[WORK TASK]
Find every line in the records below that contains "next", and copy it.

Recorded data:

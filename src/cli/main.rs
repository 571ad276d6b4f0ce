use anyhow::{Context, Result};
use clap::{Parser, Subcommand};
use std::path::{Path, PathBuf};

use efd_exif::config::Config;
use efd_exif::efd::Roll;
use efd_exif::exif::{self, ExifToolWriter};
use efd_exif::translate::{DateKind, calendar};
use efd_exif::{export, pipeline};

#[derive(Parser, Debug)]
#[command(
    name = "efd-exif",
    version,
    about = "Copy exposure data recorded by a film camera data back (EFD files) into scanned images"
)]
struct Cli {
    #[command(subcommand)]
    command: Command,

    /// Path to config file (default: config.json next to binary)
    #[arg(short, long, value_name = "FILE", global = true)]
    config: Option<PathBuf>,

    /// Verbose output
    #[arg(short, long, global = true)]
    verbose: bool,
}

#[derive(Subcommand, Debug)]
enum Command {
    /// Write a default config.json and exit
    Init,

    /// Print the roll metadata and a summary of every frame
    Info {
        /// EFD file to read
        efd: PathBuf,

        /// Output as JSON
        #[arg(long)]
        json: bool,
    },

    /// Write frame data into scanned images
    Export {
        /// EFD file to read
        #[arg(long, value_name = "EFD")]
        efd: PathBuf,

        /// Frame to export into every image (default: taken from each file name)
        #[arg(long, value_name = "N")]
        frame: Option<u16>,

        /// Leave out values with unknown codes instead of failing
        #[arg(long)]
        lenient: bool,

        /// Preview changes without writing to files
        #[arg(long)]
        dry_run: bool,

        /// Output results as JSON
        #[arg(long)]
        json: bool,

        /// Image files or directories
        #[arg(value_name = "PATH", required = true)]
        paths: Vec<PathBuf>,
    },

    /// Display the exposure EXIF already present in images
    Show {
        /// Image files or directories
        #[arg(value_name = "IMAGE", required = true)]
        paths: Vec<PathBuf>,
    },

    /// Decode the thumbnails referenced by an EFD file and save them as PNG
    Thumbnails {
        /// EFD file to read
        efd: PathBuf,

        /// Output directory
        #[arg(long, value_name = "DIR")]
        out: PathBuf,
    },
}

fn main() -> Result<()> {
    let cli = Cli::parse();

    let config = if matches!(cli.command, Command::Init) {
        Config::default()
    } else {
        Config::load(cli.config.as_deref())?
    };
    init_logging(cli.verbose, config.output.log_file.as_deref())?;

    match cli.command {
        Command::Init => {
            let path = cli.config.as_deref();
            config.save(path)?;
            let save_path = match path {
                Some(p) => p.to_path_buf(),
                None => Config::config_path()?,
            };
            println!("Default config written to {}", save_path.display());
            Ok(())
        }
        Command::Info { efd, json } => info(&efd, json),
        Command::Export {
            efd,
            frame,
            lenient,
            dry_run,
            json,
            paths,
        } => {
            let mut config = config;
            if lenient {
                config.validation.strict = false;
            }
            if dry_run {
                config.output.dry_run = true;
            }
            export_cmd(&efd, frame, &paths, json, &config)
        }
        Command::Show { paths } => {
            let images = pipeline::collect_images(&paths);
            if images.is_empty() {
                anyhow::bail!("No supported image files found in the specified paths.");
            }
            for image_path in &images {
                print_full_exif(image_path)?;
            }
            Ok(())
        }
        Command::Thumbnails { efd, out } => thumbnails(&efd, &out),
    }
}

/// Set up env_logger, writing to `log_file` when one is configured.
fn init_logging(verbose: bool, log_file: Option<&str>) -> Result<()> {
    let log_level = if verbose { "debug" } else { "info" };
    let mut builder =
        env_logger::Builder::from_env(env_logger::Env::default().default_filter_or(log_level));
    builder.format_timestamp(None);

    if let Some(path) = log_file {
        let file = std::fs::OpenOptions::new()
            .create(true)
            .append(true)
            .open(path)
            .with_context(|| format!("Failed to open log file {path}"))?;
        builder.target(env_logger::Target::Pipe(Box::new(file)));
    }

    builder.init();
    Ok(())
}

fn info(efd: &Path, json: bool) -> Result<()> {
    let roll = Roll::open(efd)?;
    let meta = &roll.metadata;

    if json {
        let frames: Vec<serde_json::Value> = roll
            .frames
            .iter()
            .map(|f| match export::assemble(f, false) {
                Ok(tags) => serde_json::json!({
                    "frame_number": f.frame_number,
                    "tags": tags,
                }),
                Err(e) => serde_json::json!({
                    "frame_number": f.frame_number,
                    "error": e.to_string(),
                }),
            })
            .collect();
        let out = serde_json::json!({
            "roll": meta,
            "thumbnails": roll.thumbnails,
            "frames": frames,
        });
        println!("{}", serde_json::to_string_pretty(&out)?);
        return Ok(());
    }

    println!();
    println!("{BOLD}Roll:{RESET} {}", efd.display());
    println!("{BOLD}── Roll ──────────────────────────────────────────{RESET}");
    print_row("Title", &meta.title);
    print_row("Remarks", &meta.remarks);
    print_row("Frames", &meta.frame_count.to_string());
    print_row("DX ISO", &meta.iso_dx.to_string());
    print_row(
        "Film loaded",
        &calendar(&meta.film_loaded_date, DateKind::FilmLoaded)
            .unwrap_or_else(|e| format!("{DIM}{e}{RESET}")),
    );
    print_row(
        "Contact sheet",
        &format!("{} first row, {} per row", meta.first_row, meta.per_row),
    );
    print_row("Thumbnails", &roll.thumbnails.len().to_string());

    println!("{BOLD}── Frames ────────────────────────────────────────{RESET}");
    for frame in &roll.frames {
        let tag = format!("#{}", frame.frame_number);
        match export::assemble(frame, false) {
            Ok(tags) => {
                let summary: Vec<String> = [
                    tags.get("FNumber").map(|v| format!("f/{v}")),
                    tags.get("ExposureTime").map(|v| format!("{v}s")),
                    tags.get("ISO").map(|v| format!("ISO {v}")),
                    tags.get("FocalLength").map(|v| format!("{v}mm")),
                    tags.get("DateTimeOriginal").map(str::to_string),
                ]
                .into_iter()
                .flatten()
                .collect();
                print_row(&tag, &summary.join("  "));
            }
            Err(e) => print_skipped(&tag, &e.to_string()),
        }
    }
    println!();

    Ok(())
}

fn export_cmd(
    efd: &Path,
    frame: Option<u16>,
    paths: &[PathBuf],
    json: bool,
    config: &Config,
) -> Result<()> {
    let roll = Roll::open(efd)?;

    let images = pipeline::collect_images(paths);
    if images.is_empty() {
        anyhow::bail!("No supported image files found in the specified paths.");
    }

    log::info!(
        "Roll '{}': {} frame(s), {} image(s) to process",
        roll.metadata.title,
        roll.frames.len(),
        images.len()
    );
    if config.output.dry_run {
        log::info!("DRY RUN: no files will be modified");
    }
    if !config.validation.strict {
        log::info!("Lenient mode: values with unknown codes are left out");
    }

    let writer = ExifToolWriter::new(&config.exiftool.path, config.exiftool.extra_args.clone());
    let results = pipeline::export_images(&roll, &images, frame, &writer, config);

    if json {
        println!("{}", serde_json::to_string_pretty(&results)?);
    } else {
        for result in &results {
            if let Some(ref err) = result.error {
                log::error!("{}: {err}", result.path.display());
            } else if config.output.dry_run {
                print_export_preview(result, config);
            }
        }
    }

    let total = results.len();
    let failed = results.iter().filter(|r| r.error.is_some()).count();
    log::info!(
        "Done: {} succeeded, {failed} failed out of {total} images",
        total - failed
    );
    if failed > 0 {
        anyhow::bail!("{failed} of {total} image(s) failed");
    }

    Ok(())
}

fn thumbnails(efd: &Path, out: &Path) -> Result<()> {
    let mut roll = Roll::open(efd)?;
    let base_dir = efd.parent().unwrap_or(Path::new("."));
    let loaded = roll.load_thumbnails(base_dir);
    log::info!(
        "Loaded {loaded} of {} thumbnail(s) from {}",
        roll.thumbnails.len(),
        base_dir.display()
    );

    std::fs::create_dir_all(out)
        .with_context(|| format!("Failed to create {}", out.display()))?;
    for thumb in &roll.thumbnails {
        if let Some(ref bitmap) = thumb.bitmap {
            let path = out.join(format!("thumb_{:03}.png", thumb.index));
            bitmap
                .save(&path)
                .with_context(|| format!("Failed to save {}", path.display()))?;
            log::debug!("Saved {}", path.display());
        }
    }

    println!("Saved {loaded} thumbnail(s) to {}", out.display());
    Ok(())
}

// ANSI color codes
const GREEN: &str = "\x1b[32m";
const DIM: &str = "\x1b[2m";
const RESET: &str = "\x1b[0m";
const BOLD: &str = "\x1b[1m";

/// Max value width before wrapping.
const VAL_WIDTH: usize = 60;

/// Indent for continuation lines (tag column width + " : " = 25 chars + 2 leading spaces).
const INDENT: &str = "                           ";

/// Print the tags a dry run would write, next to what the image already has.
fn print_export_preview(result: &pipeline::ExportResult, config: &Config) {
    println!();
    println!("{BOLD}File:{RESET} {}", result.path.display());
    if let Some(n) = result.frame_number {
        println!("{BOLD}Frame:{RESET} {n}");
    }

    if let Ok(existing) = exif::read_exif(&result.path) {
        if !existing.is_empty() {
            println!("{BOLD}── Existing ──────────────────────────────────────{RESET}");
            for (tag, val) in existing.rows() {
                print_row(tag, val);
            }
        }
    }

    println!("{BOLD}── To be written ─────────────────────────────────{RESET}");
    for (tag, val) in result.tags.iter() {
        print_new(tag, val);
    }

    if log::log_enabled!(log::Level::Debug) {
        let args = exif::exiftool_args(&result.path, &result.tags, &config.exiftool.extra_args);
        log::debug!("exiftool arguments:\n{}", args.join("\n"));
    }
    println!();
}

/// Print full EXIF metadata for a file.
fn print_full_exif(path: &Path) -> Result<()> {
    let data = exif::read_exif(path)?;

    println!();
    println!("{BOLD}File:{RESET} {}", path.display());
    if data.is_empty() {
        println!("  {DIM}(no exposure EXIF){RESET}");
    } else {
        for (tag, val) in data.rows() {
            print_row(tag, val);
        }
    }
    println!();

    Ok(())
}

/// Print a new value row (green with *).
fn print_new(tag: &str, val: &str) {
    let tag_col = format!("{:<22}", tag);
    let lines = wrap_text(val, VAL_WIDTH);
    for (i, line) in lines.iter().enumerate() {
        if i == 0 {
            if lines.len() == 1 {
                println!("  {GREEN}{tag_col} : {line} *{RESET}");
            } else {
                println!("  {GREEN}{tag_col} : {line}{RESET}");
            }
        } else if i == lines.len() - 1 {
            println!("  {GREEN}{INDENT}{line} *{RESET}");
        } else {
            println!("  {GREEN}{INDENT}{line}{RESET}");
        }
    }
}

/// Print a skipped row (dimmed).
fn print_skipped(tag: &str, reason: &str) {
    let tag_col = format!("{:<22}", tag);
    println!("  {DIM}{tag_col} : {reason}{RESET}");
}

/// Print a single row in the display table.
fn print_row(tag: &str, val: &str) {
    let tag_col = format!("{:<22}", tag);
    let lines = wrap_text(val, VAL_WIDTH);
    for (i, line) in lines.iter().enumerate() {
        if i == 0 {
            println!("  {tag_col} : {line}");
        } else {
            println!("  {INDENT}{line}");
        }
    }
}

/// Wrap text at word boundaries to fit within max_width.
fn wrap_text(s: &str, max_width: usize) -> Vec<String> {
    let mut lines = Vec::new();
    let mut current_line = String::new();

    for word in s.split_whitespace() {
        if current_line.is_empty() {
            current_line = word.to_string();
        } else if current_line.len() + 1 + word.len() <= max_width {
            current_line.push(' ');
            current_line.push_str(word);
        } else {
            lines.push(current_line);
            current_line = word.to_string();
        }
    }

    if !current_line.is_empty() {
        lines.push(current_line);
    }

    if lines.is_empty() {
        lines.push(s.to_string());
    }

    lines
}

#[cfg(test)]
mod tests {
    use super::*;
    use clap::CommandFactory;

    #[test]
    fn cli_definition_is_valid() {
        Cli::command().debug_assert();
    }

    #[test]
    fn export_arguments() {
        let cli = Cli::parse_from([
            "efd-exif", "export", "--efd", "roll.efd", "--frame", "3", "--lenient", "a.jpg", "scans/",
        ]);
        match cli.command {
            Command::Export {
                efd,
                frame,
                lenient,
                dry_run,
                paths,
                ..
            } => {
                assert_eq!(efd, PathBuf::from("roll.efd"));
                assert_eq!(frame, Some(3));
                assert!(lenient);
                assert!(!dry_run);
                assert_eq!(paths.len(), 2);
            }
            other => panic!("unexpected command {other:?}"),
        }
    }

    #[test]
    fn export_requires_paths() {
        assert!(Cli::try_parse_from(["efd-exif", "export", "--efd", "roll.efd"]).is_err());
    }

    #[test]
    fn wrap_text_breaks_on_words() {
        assert_eq!(wrap_text("one two three", 7), vec!["one two", "three"]);
        assert_eq!(wrap_text("", 10), vec![""]);
    }
}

[SOLUTION FOR THIS EXERCISE]
    /// Path to config file (default: config.json next to binary)
/// Print the tags a dry run would write, next to what the image already has.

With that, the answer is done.